**What is being asked:** Go through the data below and copy each line that includes "returned".

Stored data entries
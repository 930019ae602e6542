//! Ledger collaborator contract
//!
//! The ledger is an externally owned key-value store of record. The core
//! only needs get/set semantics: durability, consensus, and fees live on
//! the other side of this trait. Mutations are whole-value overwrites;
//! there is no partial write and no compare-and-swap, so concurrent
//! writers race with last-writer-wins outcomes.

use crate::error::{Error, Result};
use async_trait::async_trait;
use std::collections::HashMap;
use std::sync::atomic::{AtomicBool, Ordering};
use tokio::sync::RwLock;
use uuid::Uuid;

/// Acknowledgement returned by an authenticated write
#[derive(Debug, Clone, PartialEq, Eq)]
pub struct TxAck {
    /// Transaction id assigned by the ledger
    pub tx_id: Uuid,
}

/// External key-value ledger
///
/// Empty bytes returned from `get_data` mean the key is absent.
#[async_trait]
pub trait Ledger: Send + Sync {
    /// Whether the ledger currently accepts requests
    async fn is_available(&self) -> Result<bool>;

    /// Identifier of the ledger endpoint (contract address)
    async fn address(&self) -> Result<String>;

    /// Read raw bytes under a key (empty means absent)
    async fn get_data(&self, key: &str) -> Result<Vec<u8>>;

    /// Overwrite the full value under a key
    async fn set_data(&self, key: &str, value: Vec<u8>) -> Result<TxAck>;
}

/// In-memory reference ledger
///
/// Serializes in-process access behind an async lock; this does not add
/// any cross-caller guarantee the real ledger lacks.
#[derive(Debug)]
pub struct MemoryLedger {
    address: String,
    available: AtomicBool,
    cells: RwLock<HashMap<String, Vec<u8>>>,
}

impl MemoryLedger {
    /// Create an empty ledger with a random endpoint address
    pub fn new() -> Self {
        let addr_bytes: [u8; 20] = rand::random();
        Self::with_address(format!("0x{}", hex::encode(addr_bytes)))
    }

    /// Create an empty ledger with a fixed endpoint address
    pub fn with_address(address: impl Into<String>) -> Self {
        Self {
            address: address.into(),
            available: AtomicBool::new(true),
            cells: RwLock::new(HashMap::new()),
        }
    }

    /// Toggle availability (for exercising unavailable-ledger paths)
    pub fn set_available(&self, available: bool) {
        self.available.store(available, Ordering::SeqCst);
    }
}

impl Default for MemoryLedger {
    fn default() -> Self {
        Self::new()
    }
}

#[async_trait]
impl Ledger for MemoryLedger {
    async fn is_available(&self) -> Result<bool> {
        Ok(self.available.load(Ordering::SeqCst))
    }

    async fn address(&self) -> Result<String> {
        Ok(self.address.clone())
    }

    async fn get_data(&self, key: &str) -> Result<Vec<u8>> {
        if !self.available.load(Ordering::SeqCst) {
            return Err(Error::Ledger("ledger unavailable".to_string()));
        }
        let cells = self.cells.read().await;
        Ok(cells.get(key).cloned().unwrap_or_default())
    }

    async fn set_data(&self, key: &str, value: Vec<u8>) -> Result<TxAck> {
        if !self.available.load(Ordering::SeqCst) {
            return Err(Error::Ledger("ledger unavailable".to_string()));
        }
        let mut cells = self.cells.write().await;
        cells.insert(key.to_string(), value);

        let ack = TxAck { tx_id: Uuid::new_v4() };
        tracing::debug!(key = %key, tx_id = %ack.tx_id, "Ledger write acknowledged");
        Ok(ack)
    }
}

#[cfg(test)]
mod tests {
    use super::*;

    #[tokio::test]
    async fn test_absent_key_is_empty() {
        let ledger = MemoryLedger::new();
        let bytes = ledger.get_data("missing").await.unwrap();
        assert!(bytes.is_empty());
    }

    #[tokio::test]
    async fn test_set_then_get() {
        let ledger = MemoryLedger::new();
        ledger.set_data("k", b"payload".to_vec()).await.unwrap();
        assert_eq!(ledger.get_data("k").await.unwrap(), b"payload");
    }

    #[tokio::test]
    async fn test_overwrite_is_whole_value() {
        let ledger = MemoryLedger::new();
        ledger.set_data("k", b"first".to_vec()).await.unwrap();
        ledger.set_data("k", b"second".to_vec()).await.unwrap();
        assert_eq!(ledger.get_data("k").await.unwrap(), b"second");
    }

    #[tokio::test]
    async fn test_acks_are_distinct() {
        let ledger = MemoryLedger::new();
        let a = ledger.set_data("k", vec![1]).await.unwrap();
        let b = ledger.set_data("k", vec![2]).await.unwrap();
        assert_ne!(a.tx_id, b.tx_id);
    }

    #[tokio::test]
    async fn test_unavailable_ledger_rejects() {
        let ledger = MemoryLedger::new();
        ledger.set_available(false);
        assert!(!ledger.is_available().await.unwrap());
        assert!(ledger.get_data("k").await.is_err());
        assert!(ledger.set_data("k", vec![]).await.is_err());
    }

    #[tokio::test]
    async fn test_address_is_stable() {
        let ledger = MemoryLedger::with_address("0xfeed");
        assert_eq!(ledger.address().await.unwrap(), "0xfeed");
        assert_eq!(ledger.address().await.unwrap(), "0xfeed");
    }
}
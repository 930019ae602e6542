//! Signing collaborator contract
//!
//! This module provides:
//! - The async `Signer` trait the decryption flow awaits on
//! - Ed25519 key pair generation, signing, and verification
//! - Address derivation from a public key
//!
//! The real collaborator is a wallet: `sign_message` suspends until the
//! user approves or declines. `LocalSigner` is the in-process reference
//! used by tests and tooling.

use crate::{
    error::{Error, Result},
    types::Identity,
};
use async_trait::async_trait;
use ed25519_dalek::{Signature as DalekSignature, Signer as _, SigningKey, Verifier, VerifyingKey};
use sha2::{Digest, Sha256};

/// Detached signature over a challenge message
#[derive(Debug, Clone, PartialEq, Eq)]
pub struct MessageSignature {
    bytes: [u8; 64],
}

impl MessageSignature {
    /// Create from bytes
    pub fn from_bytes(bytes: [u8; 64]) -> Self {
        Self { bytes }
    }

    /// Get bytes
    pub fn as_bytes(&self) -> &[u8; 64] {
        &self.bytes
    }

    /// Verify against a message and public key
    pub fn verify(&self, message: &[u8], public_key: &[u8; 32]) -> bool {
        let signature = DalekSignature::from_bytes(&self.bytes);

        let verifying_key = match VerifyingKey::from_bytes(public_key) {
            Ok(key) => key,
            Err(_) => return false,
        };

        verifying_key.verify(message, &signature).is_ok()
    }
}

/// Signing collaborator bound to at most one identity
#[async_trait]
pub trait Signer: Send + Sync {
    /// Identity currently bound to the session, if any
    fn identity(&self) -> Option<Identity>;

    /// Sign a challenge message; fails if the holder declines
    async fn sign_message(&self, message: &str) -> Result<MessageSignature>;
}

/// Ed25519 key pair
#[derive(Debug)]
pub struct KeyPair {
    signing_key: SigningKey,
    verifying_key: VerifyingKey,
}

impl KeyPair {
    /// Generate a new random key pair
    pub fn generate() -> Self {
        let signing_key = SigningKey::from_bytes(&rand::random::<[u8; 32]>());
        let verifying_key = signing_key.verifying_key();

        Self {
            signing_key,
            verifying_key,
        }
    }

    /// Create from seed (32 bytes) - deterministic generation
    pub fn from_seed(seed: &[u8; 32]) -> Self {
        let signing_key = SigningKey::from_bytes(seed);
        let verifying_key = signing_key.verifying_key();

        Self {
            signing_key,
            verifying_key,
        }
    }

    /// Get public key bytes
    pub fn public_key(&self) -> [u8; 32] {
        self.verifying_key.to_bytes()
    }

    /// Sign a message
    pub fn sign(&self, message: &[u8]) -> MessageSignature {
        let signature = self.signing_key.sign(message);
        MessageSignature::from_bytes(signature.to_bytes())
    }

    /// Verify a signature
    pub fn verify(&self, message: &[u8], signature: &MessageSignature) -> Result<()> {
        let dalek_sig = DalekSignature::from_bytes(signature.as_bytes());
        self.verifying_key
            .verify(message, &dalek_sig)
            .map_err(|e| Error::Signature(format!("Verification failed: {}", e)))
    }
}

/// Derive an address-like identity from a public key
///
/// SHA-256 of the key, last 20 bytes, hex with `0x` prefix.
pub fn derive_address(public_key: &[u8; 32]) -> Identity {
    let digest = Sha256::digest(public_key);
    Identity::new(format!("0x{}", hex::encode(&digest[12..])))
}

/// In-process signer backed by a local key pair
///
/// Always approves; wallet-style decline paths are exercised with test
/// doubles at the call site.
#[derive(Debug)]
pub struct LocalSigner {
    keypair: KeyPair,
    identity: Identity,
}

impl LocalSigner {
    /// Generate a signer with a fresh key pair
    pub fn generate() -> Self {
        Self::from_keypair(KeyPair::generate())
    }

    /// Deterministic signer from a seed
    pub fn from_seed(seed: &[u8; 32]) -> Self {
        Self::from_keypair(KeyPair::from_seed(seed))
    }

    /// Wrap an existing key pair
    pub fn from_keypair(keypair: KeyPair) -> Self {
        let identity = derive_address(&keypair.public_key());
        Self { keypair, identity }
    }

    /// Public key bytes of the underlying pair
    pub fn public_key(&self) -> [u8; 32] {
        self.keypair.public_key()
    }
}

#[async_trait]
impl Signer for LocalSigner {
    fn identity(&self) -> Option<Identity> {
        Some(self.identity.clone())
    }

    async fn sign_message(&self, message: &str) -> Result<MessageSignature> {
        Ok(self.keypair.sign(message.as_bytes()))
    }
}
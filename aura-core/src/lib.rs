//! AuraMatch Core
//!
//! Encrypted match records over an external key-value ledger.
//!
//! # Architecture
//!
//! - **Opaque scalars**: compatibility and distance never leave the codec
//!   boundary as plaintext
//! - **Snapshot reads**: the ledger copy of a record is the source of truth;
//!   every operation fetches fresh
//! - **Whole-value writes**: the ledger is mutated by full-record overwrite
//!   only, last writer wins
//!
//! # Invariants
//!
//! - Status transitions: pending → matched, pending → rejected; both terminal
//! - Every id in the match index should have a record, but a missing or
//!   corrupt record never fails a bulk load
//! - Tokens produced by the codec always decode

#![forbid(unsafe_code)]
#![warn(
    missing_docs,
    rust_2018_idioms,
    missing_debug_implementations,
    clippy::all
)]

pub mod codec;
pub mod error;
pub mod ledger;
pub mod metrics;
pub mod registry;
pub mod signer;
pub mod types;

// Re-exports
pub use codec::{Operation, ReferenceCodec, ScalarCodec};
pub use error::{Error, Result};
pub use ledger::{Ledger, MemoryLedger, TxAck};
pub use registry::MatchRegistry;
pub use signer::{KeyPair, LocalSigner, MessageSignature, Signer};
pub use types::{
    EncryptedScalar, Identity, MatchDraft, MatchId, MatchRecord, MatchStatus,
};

**Worked solution:**
/// Acknowledgement returned by an authenticated write
/// Empty bytes returned from `get_data` mean the key is absent.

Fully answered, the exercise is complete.